// SPDX-License-Identifier: LGPL-3.0-only
//
// This file is provided WITHOUT ANY WARRANTY;
// without even the implied warranty of MERCHANTABILITY
// or FITNESS FOR A PARTICULAR PURPOSE.

use actix::prelude::*;
use alloy_primitives::{Address, B256};
use anyhow::Result;
use ciphersum_data::{AutoPersist, Persistable, Repositories};
use ciphersum_events::{
    AggregatorEvent, BusError, DecryptionCompleted, EventBus, IntegrityViolation,
};
use ciphersum_fhe::Accumulator;
use ciphersum_utils::ArcBytes;
use std::sync::Arc;
use tracing::{error, info, warn};

use crate::{
    Batch, Clock, CoordinatorError, CoordinatorInfo, CoordinatorRepositoryFactory,
    CoordinatorState, DecryptionCallback, DecryptionRequest, OracleRequest, ProofVerifier,
};

#[derive(Message, Clone, Debug, PartialEq, Eq)]
#[rtype(result = "Result<(), CoordinatorError>")]
pub struct TransferOwnership {
    pub caller: Address,
    pub new_owner: Address,
}

#[derive(Message, Clone, Debug, PartialEq, Eq)]
#[rtype(result = "Result<(), CoordinatorError>")]
pub struct AddProvider {
    pub caller: Address,
    pub provider: Address,
}

#[derive(Message, Clone, Debug, PartialEq, Eq)]
#[rtype(result = "Result<(), CoordinatorError>")]
pub struct RemoveProvider {
    pub caller: Address,
    pub provider: Address,
}

#[derive(Message, Clone, Debug, PartialEq, Eq)]
#[rtype(result = "Result<(), CoordinatorError>")]
pub struct SetPaused {
    pub caller: Address,
    pub paused: bool,
}

#[derive(Message, Clone, Debug, PartialEq, Eq)]
#[rtype(result = "Result<(), CoordinatorError>")]
pub struct SetCooldownSeconds {
    pub caller: Address,
    pub cooldown_seconds: u64,
}

/// Returns the id of the new batch
#[derive(Message, Clone, Debug, PartialEq, Eq)]
#[rtype(result = "Result<u64, CoordinatorError>")]
pub struct OpenBatch {
    pub caller: Address,
}

/// Returns the id of the batch that was closed
#[derive(Message, Clone, Debug, PartialEq, Eq)]
#[rtype(result = "Result<u64, CoordinatorError>")]
pub struct CloseBatch {
    pub caller: Address,
}

/// Returns the ciphertext handle
#[derive(Message, Clone, Debug, PartialEq, Eq)]
#[rtype(result = "Result<B256, CoordinatorError>")]
pub struct Submit {
    pub caller: Address,
    pub ciphertext: ArcBytes,
    pub sample_count: u64,
}

/// Returns the request id
#[derive(Message, Clone, Debug, PartialEq, Eq)]
#[rtype(result = "Result<u64, CoordinatorError>")]
pub struct RequestDecryption {
    pub caller: Address,
    pub batch_id: u64,
}

#[derive(Message, Clone, Debug, Default, PartialEq, Eq)]
#[rtype(result = "Result<CoordinatorInfo, CoordinatorError>")]
pub struct GetCoordinatorInfo;

#[derive(Message, Clone, Debug, PartialEq, Eq)]
#[rtype(result = "bool")]
pub struct IsProvider(pub Address);

#[derive(Message, Clone, Debug, PartialEq, Eq)]
#[rtype(result = "Option<Batch>")]
pub struct GetBatch(pub u64);

#[derive(Message, Clone, Debug, PartialEq, Eq)]
#[rtype(result = "Option<DecryptionRequest>")]
pub struct GetDecryptionRequest(pub u64);

pub struct CoordinatorParams {
    /// Identity mixed into the state hash
    pub address: Address,
    pub accumulator: Arc<dyn Accumulator>,
    pub verifier: Arc<dyn ProofVerifier>,
    pub oracle: Recipient<OracleRequest>,
    pub bus: Addr<EventBus<AggregatorEvent>>,
    pub clock: Arc<dyn Clock>,
}

/// Serializes every operation on the ledger through its mailbox. Each handler works on a copy of
/// the state and only writes it back, and publishes events, once the operation has succeeded.
pub struct Coordinator {
    address: Address,
    accumulator: Arc<dyn Accumulator>,
    verifier: Arc<dyn ProofVerifier>,
    oracle: Recipient<OracleRequest>,
    bus: Addr<EventBus<AggregatorEvent>>,
    clock: Arc<dyn Clock>,
    state: Persistable<CoordinatorState>,
}

impl Coordinator {
    pub fn new(params: CoordinatorParams, state: Persistable<CoordinatorState>) -> Self {
        Self {
            address: params.address,
            accumulator: params.accumulator,
            verifier: params.verifier,
            oracle: params.oracle,
            bus: params.bus,
            clock: params.clock,
            state,
        }
    }

    /// Start a coordinator on top of whatever state the store holds. `owner` and
    /// `cooldown_seconds` only apply when nothing has been persisted yet.
    pub async fn attach(
        params: CoordinatorParams,
        repositories: &Repositories,
        owner: Address,
        cooldown_seconds: u64,
    ) -> Result<Addr<Self>> {
        let repo = repositories.coordinator();
        let loaded = repo.load().await?;
        let state = if loaded.has() {
            let info = loaded.try_with(|s| Ok(s.info()))?;
            info!(
                owner = %info.owner,
                current_batch_id = info.current_batch_id,
                next_request_id = info.next_request_id,
                "Restored coordinator state"
            );
            loaded
        } else {
            info!(owner = %owner, cooldown_seconds, "Bootstrapping coordinator state");
            repo.send(Some(CoordinatorState::new(owner, cooldown_seconds)?))
        };

        Ok(Coordinator::new(params, state).start())
    }

    fn commit<T>(
        &mut self,
        op: impl FnOnce(&mut CoordinatorState) -> Result<T, CoordinatorError>,
    ) -> Result<T, CoordinatorError> {
        let mut next = self.state.try_get().map_err(CoordinatorError::internal)?;
        let out = op(&mut next)?;
        self.state.set(next);
        Ok(out)
    }

    fn apply<E>(
        &mut self,
        operation: &'static str,
        op: impl FnOnce(&mut CoordinatorState) -> Result<E, CoordinatorError>,
    ) -> Result<E, CoordinatorError>
    where
        E: Clone + Into<AggregatorEvent>,
    {
        match self.commit(op) {
            Ok(event) => {
                self.bus.do_send(event.clone().into());
                Ok(event)
            }
            Err(err) => Err(rejected(operation, err)),
        }
    }

    fn read<T: Default>(&self, f: impl FnOnce(&CoordinatorState) -> T) -> T {
        self.state.try_with(|s| Ok(f(s))).unwrap_or_default()
    }
}

fn rejected(operation: &'static str, err: CoordinatorError) -> CoordinatorError {
    warn!(operation, kind = ?err.kind(), "Rejected: {err}");
    err
}

impl Actor for Coordinator {
    type Context = Context<Self>;
}

impl Handler<TransferOwnership> for Coordinator {
    type Result = Result<(), CoordinatorError>;
    fn handle(&mut self, msg: TransferOwnership, _: &mut Self::Context) -> Self::Result {
        let now = self.clock.now();
        self.apply("transfer_ownership", |s| {
            s.transfer_ownership(msg.caller, msg.new_owner, now)
        })?;
        Ok(())
    }
}

impl Handler<AddProvider> for Coordinator {
    type Result = Result<(), CoordinatorError>;
    fn handle(&mut self, msg: AddProvider, _: &mut Self::Context) -> Self::Result {
        let now = self.clock.now();
        self.apply("add_provider", |s| s.add_provider(msg.caller, msg.provider, now))?;
        Ok(())
    }
}

impl Handler<RemoveProvider> for Coordinator {
    type Result = Result<(), CoordinatorError>;
    fn handle(&mut self, msg: RemoveProvider, _: &mut Self::Context) -> Self::Result {
        let now = self.clock.now();
        self.apply("remove_provider", |s| {
            s.remove_provider(msg.caller, msg.provider, now)
        })?;
        Ok(())
    }
}

impl Handler<SetPaused> for Coordinator {
    type Result = Result<(), CoordinatorError>;
    fn handle(&mut self, msg: SetPaused, _: &mut Self::Context) -> Self::Result {
        let now = self.clock.now();
        self.apply("set_paused", |s| s.set_paused(msg.caller, msg.paused, now))?;
        Ok(())
    }
}

impl Handler<SetCooldownSeconds> for Coordinator {
    type Result = Result<(), CoordinatorError>;
    fn handle(&mut self, msg: SetCooldownSeconds, _: &mut Self::Context) -> Self::Result {
        let now = self.clock.now();
        self.apply("set_cooldown_seconds", |s| {
            s.set_cooldown_seconds(msg.caller, msg.cooldown_seconds, now)
        })?;
        Ok(())
    }
}

impl Handler<OpenBatch> for Coordinator {
    type Result = Result<u64, CoordinatorError>;
    fn handle(&mut self, msg: OpenBatch, _: &mut Self::Context) -> Self::Result {
        let now = self.clock.now();
        let accumulator = self.accumulator.clone();
        let event = self.apply("open_batch", |s| {
            s.open_batch(msg.caller, now, accumulator.as_ref())
        })?;
        info!(batch_id = event.batch_id, "Batch opened");
        Ok(event.batch_id)
    }
}

impl Handler<CloseBatch> for Coordinator {
    type Result = Result<u64, CoordinatorError>;
    fn handle(&mut self, msg: CloseBatch, _: &mut Self::Context) -> Self::Result {
        let now = self.clock.now();
        let event = self.apply("close_batch", |s| s.close_batch(msg.caller, now))?;
        info!(
            batch_id = event.batch_id,
            total_samples = event.total_samples,
            "Batch closed"
        );
        Ok(event.batch_id)
    }
}

impl Handler<Submit> for Coordinator {
    type Result = Result<B256, CoordinatorError>;
    fn handle(&mut self, msg: Submit, _: &mut Self::Context) -> Self::Result {
        let now = self.clock.now();
        let accumulator = self.accumulator.clone();
        let event = self.apply("submit", |s| {
            s.submit(
                msg.caller,
                &msg.ciphertext,
                msg.sample_count,
                now,
                accumulator.as_ref(),
            )
        })?;
        Ok(event.ciphertext_handle)
    }
}

impl Handler<RequestDecryption> for Coordinator {
    type Result = Result<u64, CoordinatorError>;
    fn handle(&mut self, msg: RequestDecryption, ctx: &mut Self::Context) -> Self::Result {
        let now = self.clock.now();
        let accumulator = self.accumulator.clone();
        let address = self.address;

        let (event, ciphertext) = self
            .commit(|s| {
                s.request_decryption(msg.caller, msg.batch_id, now, accumulator.as_ref(), address)
            })
            .map_err(|err| rejected("request_decryption", err))?;

        info!(
            request_id = event.request_id,
            batch_id = event.batch_id,
            state_hash = %event.state_hash,
            "Decryption requested"
        );
        self.bus.do_send(AggregatorEvent::from(event.clone()));
        self.oracle.do_send(OracleRequest {
            request_id: event.request_id,
            batch_id: event.batch_id,
            ciphertexts: vec![ciphertext],
            callback: ctx.address().recipient(),
        });

        Ok(event.request_id)
    }
}

impl Handler<DecryptionCallback> for Coordinator {
    type Result = Result<DecryptionCompleted, CoordinatorError>;
    fn handle(&mut self, msg: DecryptionCallback, _: &mut Self::Context) -> Self::Result {
        let accumulator = self.accumulator.clone();
        let verifier = self.verifier.clone();
        let address = self.address;
        let request_id = msg.request_id;

        let result = self.commit(|s| {
            s.on_decryption_callback(
                request_id,
                &msg.cleartext,
                &msg.proof,
                accumulator.as_ref(),
                verifier.as_ref(),
                address,
            )
        });

        match result {
            Ok(event) => {
                info!(
                    request_id,
                    batch_id = event.batch_id,
                    decrypted_sum = event.decrypted_sum,
                    total_samples = event.total_samples,
                    "Decryption completed"
                );
                self.bus.do_send(AggregatorEvent::from(event.clone()));
                Ok(event)
            }
            Err(err) => {
                if let Some(reason) = err.integrity_reason() {
                    error!(request_id, ?reason, "Integrity violation: {err}");
                    self.bus.err(IntegrityViolation {
                        request_id,
                        reason,
                        message: err.to_string(),
                    });
                } else {
                    warn!(request_id, kind = ?err.kind(), "Rejected decryption callback: {err}");
                }
                Err(err)
            }
        }
    }
}

impl Handler<GetCoordinatorInfo> for Coordinator {
    type Result = Result<CoordinatorInfo, CoordinatorError>;
    fn handle(&mut self, _: GetCoordinatorInfo, _: &mut Self::Context) -> Self::Result {
        self.state
            .try_with(|s| Ok(s.info()))
            .map_err(CoordinatorError::internal)
    }
}

impl Handler<IsProvider> for Coordinator {
    type Result = bool;
    fn handle(&mut self, msg: IsProvider, _: &mut Self::Context) -> Self::Result {
        self.read(|s| s.access.is_provider(&msg.0))
    }
}

impl Handler<GetBatch> for Coordinator {
    type Result = Option<Batch>;
    fn handle(&mut self, msg: GetBatch, _: &mut Self::Context) -> Self::Result {
        self.read(|s| s.ledger.get(msg.0).cloned())
    }
}

impl Handler<GetDecryptionRequest> for Coordinator {
    type Result = Option<DecryptionRequest>;
    fn handle(&mut self, msg: GetDecryptionRequest, _: &mut Self::Context) -> Self::Result {
        self.read(|s| s.decryptions.get(msg.0).cloned())
    }
}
************
→ **PROBLEM**:
Each line, starting with the one that holds "impl Handler<GetBatch> for" and ending with the last line of the listing, is to be restated exactly.

→ **EXERCISE OUTPUT**:
impl Handler<GetBatch> for Coordinator {
    type Result = Option<Batch>;
    fn handle(&mut self, msg: GetBatch, _: &mut Self::Context) -> Self::Result {
        self.read(|s| s.ledger.get(msg.0).cloned())
    }
}

impl Handler<GetDecryptionRequest> for Coordinator {
    type Result = Option<DecryptionRequest>;
    fn handle(&mut self, msg: GetDecryptionRequest, _: &mut Self::Context) -> Self::Result {
        self.read(|s| s.decryptions.get(msg.0).cloned())
    }
}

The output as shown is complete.